DATA EXTRACT:
>>>>>
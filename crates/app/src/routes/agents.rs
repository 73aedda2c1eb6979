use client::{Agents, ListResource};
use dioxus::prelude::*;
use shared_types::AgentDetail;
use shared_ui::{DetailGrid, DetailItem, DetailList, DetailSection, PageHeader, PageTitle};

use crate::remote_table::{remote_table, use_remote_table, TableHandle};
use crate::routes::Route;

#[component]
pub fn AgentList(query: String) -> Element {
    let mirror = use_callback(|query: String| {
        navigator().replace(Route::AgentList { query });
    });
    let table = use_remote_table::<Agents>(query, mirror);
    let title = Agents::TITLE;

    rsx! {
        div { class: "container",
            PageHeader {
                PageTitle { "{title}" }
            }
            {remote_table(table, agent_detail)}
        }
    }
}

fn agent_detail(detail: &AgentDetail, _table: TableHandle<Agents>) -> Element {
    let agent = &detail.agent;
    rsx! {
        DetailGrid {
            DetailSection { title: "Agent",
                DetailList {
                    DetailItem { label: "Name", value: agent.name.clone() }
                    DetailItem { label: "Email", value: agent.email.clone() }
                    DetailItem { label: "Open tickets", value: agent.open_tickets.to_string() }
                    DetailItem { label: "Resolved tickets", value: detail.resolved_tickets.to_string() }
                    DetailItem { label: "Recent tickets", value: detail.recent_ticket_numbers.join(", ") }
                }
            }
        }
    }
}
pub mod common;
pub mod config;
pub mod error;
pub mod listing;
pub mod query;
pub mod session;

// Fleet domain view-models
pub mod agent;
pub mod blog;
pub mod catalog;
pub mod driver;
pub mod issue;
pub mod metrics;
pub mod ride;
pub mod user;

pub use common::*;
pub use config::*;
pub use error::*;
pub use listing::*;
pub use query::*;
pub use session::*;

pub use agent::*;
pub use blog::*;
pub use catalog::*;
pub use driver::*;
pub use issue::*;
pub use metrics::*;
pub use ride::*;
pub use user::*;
<<<<<
>>>>>
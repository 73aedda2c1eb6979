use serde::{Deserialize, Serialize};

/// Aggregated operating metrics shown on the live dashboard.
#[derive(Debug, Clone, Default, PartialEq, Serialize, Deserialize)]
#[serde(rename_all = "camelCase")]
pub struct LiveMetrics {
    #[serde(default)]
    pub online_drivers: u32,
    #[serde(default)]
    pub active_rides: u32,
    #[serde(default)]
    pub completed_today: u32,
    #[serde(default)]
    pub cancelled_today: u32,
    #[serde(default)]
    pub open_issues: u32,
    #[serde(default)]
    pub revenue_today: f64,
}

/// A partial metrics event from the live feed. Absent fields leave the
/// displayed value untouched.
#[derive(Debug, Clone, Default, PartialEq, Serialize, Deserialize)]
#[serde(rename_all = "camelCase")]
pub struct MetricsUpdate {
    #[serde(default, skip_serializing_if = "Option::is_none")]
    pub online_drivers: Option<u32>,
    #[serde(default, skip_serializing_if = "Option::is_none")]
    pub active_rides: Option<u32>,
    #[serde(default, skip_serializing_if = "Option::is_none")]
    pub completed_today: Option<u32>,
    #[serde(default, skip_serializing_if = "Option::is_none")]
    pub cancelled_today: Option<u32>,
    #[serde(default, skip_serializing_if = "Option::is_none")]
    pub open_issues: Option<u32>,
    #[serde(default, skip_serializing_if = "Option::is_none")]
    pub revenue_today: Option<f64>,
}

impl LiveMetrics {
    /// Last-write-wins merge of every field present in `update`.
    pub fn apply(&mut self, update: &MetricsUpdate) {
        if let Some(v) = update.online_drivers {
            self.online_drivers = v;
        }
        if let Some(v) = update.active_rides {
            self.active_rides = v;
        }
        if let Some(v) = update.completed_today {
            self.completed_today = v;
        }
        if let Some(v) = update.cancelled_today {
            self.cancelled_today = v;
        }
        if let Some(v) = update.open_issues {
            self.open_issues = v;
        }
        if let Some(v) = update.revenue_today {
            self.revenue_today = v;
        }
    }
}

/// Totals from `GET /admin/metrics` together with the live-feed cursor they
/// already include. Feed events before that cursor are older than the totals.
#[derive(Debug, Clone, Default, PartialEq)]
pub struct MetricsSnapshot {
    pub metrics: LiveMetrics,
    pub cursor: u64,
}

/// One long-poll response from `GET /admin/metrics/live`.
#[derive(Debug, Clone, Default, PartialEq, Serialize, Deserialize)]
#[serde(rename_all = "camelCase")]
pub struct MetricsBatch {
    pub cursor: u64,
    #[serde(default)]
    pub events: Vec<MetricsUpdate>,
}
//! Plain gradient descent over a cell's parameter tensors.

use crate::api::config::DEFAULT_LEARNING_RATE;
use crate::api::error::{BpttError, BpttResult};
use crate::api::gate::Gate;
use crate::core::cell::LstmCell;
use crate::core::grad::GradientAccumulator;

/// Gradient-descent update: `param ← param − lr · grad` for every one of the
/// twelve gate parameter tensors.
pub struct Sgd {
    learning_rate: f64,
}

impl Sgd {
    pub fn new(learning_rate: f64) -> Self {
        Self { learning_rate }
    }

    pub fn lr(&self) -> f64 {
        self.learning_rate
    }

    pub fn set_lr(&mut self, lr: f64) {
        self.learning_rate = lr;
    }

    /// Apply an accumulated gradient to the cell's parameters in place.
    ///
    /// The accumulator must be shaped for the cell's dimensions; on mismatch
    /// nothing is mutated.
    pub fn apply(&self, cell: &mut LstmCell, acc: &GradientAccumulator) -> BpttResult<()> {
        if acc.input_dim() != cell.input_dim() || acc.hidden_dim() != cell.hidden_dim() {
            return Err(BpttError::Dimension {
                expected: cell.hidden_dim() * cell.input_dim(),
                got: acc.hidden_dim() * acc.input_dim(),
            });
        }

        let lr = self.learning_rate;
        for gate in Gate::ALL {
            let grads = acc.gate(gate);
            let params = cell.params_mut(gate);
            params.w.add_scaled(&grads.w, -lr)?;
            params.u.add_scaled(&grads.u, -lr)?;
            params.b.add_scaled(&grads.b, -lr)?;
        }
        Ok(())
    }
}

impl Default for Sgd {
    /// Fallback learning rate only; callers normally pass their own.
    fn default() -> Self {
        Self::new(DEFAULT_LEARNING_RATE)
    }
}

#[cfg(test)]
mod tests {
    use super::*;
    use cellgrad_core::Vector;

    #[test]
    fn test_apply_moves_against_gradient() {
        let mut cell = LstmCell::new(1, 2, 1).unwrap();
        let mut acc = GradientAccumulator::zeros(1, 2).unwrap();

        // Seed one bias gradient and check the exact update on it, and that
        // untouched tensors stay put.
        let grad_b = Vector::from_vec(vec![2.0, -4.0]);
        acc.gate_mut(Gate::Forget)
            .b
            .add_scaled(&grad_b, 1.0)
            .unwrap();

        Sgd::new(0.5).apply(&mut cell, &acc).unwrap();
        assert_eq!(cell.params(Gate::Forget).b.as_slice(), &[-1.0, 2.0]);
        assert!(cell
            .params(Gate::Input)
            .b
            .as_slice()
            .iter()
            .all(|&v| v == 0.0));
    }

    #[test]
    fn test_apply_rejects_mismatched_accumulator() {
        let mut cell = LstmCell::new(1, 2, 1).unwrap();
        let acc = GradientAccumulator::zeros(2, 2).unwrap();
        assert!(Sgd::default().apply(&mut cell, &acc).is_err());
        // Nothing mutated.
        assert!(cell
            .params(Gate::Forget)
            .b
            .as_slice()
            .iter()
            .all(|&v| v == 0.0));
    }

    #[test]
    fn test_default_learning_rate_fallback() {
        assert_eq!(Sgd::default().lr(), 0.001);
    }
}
<<<<<
EXERCISE GOAL:
Take from the material above the lines running from the one with "let params = cell.params_mut(gate);" through the one with "fn default() ->", and repeat them exactly, with nothing else.

WRITTEN ANSWER:
            let params = cell.params_mut(gate);
            params.w.add_scaled(&grads.w, -lr)?;
            params.u.add_scaled(&grads.u, -lr)?;
            params.b.add_scaled(&grads.b, -lr)?;
        }
        Ok(())
    }
}

impl Default for Sgd {
    /// Fallback learning rate only; callers normally pass their own.
    fn default() -> Self {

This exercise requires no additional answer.